Exercise directions — I need the number of lines in the listing below that contain "insert", and only that number.

————————

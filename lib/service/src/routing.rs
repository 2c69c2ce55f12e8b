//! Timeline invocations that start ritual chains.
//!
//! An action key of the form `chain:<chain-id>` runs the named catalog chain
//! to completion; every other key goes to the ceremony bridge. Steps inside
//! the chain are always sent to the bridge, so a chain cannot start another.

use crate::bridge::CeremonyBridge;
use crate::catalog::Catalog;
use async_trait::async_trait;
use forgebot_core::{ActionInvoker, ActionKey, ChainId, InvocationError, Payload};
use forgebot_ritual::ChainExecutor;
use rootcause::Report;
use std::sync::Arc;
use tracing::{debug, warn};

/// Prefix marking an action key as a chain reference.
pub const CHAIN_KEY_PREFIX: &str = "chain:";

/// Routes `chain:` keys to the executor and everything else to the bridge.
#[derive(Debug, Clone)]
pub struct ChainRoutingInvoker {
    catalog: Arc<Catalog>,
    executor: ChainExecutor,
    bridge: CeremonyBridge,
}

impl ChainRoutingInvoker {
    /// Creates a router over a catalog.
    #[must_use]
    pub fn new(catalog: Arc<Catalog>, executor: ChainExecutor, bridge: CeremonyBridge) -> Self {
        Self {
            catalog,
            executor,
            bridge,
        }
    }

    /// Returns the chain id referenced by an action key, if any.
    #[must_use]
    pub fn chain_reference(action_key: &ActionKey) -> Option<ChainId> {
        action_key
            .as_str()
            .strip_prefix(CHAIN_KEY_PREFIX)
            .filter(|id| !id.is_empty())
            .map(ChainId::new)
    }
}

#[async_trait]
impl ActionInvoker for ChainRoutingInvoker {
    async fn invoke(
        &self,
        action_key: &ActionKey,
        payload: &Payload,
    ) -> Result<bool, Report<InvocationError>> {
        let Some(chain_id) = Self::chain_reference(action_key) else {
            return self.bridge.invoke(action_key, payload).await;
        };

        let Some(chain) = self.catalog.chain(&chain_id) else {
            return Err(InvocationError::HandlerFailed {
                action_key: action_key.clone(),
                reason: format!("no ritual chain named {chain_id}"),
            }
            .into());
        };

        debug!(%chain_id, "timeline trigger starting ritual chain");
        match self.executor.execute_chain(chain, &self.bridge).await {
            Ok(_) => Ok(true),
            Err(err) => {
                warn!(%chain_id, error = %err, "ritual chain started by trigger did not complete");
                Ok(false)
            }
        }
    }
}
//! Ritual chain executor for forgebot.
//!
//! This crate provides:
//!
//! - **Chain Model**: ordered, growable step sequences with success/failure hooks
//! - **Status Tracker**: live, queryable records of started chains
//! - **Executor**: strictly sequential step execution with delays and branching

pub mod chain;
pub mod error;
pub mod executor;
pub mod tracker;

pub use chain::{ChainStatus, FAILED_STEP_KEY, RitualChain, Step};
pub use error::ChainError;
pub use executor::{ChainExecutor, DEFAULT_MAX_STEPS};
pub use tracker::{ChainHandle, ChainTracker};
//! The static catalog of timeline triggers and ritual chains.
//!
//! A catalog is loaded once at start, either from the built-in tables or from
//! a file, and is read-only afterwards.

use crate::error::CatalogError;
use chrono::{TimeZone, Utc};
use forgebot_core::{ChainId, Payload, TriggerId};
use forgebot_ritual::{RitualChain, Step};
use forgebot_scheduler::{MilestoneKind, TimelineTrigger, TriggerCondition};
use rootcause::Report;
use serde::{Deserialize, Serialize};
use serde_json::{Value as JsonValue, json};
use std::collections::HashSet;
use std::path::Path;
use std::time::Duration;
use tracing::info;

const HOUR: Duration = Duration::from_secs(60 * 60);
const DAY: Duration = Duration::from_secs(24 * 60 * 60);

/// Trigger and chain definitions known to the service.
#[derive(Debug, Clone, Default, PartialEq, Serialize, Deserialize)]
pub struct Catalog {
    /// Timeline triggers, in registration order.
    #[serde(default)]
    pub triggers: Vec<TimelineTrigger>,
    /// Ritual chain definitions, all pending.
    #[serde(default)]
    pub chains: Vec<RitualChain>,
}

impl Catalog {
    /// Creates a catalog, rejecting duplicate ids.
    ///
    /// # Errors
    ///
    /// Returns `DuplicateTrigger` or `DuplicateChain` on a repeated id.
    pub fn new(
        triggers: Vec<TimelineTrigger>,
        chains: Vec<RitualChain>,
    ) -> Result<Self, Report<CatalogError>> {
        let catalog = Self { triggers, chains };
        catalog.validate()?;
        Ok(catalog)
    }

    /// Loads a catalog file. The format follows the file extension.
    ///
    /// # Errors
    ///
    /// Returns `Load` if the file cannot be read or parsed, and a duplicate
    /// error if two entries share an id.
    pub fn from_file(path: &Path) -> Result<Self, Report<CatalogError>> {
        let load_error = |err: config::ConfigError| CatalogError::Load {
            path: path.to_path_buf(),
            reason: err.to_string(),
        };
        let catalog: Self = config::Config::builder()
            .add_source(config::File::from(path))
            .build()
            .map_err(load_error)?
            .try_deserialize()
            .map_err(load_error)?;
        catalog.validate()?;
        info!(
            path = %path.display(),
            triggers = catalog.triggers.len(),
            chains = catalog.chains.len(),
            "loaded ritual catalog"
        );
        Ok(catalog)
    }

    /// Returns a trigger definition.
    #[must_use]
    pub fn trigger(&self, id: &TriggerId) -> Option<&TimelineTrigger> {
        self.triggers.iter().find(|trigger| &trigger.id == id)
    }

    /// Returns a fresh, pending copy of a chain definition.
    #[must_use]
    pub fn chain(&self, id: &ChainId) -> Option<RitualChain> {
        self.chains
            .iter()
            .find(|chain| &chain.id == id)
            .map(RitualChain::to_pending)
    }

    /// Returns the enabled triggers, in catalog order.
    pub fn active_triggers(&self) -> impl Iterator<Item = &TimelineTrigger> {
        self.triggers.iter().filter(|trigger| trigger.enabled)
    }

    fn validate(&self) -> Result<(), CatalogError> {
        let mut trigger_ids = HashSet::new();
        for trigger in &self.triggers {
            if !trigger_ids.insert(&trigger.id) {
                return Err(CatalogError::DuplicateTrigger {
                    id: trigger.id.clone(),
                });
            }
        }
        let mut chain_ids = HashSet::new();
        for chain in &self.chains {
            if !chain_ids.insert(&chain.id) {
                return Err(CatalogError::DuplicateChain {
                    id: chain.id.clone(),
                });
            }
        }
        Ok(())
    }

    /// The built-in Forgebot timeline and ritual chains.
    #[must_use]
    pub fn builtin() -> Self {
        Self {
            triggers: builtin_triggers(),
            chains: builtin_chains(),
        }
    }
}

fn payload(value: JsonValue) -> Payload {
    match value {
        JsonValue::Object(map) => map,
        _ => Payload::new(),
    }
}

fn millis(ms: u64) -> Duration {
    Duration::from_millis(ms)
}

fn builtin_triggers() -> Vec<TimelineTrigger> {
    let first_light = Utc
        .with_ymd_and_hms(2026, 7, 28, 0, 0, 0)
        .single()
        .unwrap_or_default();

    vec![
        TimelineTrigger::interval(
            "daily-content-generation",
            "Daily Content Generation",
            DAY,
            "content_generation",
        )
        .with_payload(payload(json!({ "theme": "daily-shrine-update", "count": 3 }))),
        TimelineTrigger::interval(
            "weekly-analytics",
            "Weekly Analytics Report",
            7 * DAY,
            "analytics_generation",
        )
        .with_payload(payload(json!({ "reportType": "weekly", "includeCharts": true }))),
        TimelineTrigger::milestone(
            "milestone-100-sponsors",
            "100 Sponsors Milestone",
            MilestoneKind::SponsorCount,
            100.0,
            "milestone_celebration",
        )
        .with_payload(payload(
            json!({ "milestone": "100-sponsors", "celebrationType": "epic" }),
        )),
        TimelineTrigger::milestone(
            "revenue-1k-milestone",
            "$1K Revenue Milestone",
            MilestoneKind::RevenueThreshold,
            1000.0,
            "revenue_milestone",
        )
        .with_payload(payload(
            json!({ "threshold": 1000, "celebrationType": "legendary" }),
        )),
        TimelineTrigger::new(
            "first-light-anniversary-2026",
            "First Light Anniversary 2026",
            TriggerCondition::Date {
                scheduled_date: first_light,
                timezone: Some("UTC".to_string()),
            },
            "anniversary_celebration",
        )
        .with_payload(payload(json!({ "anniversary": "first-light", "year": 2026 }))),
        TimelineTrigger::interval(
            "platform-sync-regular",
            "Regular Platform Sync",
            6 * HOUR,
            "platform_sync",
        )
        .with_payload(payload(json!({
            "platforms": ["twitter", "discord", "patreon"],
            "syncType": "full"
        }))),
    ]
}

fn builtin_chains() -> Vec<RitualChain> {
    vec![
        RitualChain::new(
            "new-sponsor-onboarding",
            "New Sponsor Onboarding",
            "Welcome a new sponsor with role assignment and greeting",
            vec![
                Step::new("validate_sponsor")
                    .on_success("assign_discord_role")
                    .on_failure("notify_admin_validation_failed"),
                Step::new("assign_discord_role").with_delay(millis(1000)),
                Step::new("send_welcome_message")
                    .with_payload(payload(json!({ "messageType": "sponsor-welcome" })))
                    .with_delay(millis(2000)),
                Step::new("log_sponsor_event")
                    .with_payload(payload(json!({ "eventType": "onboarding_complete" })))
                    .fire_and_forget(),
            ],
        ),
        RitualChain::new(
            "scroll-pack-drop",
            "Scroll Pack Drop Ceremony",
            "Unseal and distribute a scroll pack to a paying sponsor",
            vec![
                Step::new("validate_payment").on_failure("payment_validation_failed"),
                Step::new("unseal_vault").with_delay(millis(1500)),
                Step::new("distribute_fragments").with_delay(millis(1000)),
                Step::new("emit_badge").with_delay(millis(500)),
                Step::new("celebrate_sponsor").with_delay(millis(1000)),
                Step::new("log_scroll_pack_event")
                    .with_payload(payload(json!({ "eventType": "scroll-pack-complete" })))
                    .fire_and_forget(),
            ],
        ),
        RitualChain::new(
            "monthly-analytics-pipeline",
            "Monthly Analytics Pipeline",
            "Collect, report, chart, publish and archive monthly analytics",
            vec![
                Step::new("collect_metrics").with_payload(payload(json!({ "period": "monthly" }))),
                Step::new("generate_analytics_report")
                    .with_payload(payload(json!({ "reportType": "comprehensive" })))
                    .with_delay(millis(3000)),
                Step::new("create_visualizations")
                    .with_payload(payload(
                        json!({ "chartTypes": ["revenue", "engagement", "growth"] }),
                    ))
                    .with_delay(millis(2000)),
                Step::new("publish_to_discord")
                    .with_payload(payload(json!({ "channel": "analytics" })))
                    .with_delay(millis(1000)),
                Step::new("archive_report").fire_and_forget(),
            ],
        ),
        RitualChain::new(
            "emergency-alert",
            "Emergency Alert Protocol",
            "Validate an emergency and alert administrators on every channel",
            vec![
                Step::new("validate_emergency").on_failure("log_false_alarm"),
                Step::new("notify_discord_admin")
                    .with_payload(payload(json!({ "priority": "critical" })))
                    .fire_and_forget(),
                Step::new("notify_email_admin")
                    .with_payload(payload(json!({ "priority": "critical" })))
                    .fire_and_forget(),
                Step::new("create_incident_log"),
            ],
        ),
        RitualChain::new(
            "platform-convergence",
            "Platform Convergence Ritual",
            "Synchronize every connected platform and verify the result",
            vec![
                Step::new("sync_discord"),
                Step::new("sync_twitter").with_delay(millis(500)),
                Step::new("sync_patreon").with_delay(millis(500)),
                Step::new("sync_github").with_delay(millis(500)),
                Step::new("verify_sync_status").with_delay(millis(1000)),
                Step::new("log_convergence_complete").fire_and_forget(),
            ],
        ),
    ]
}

————————

Answer box — 2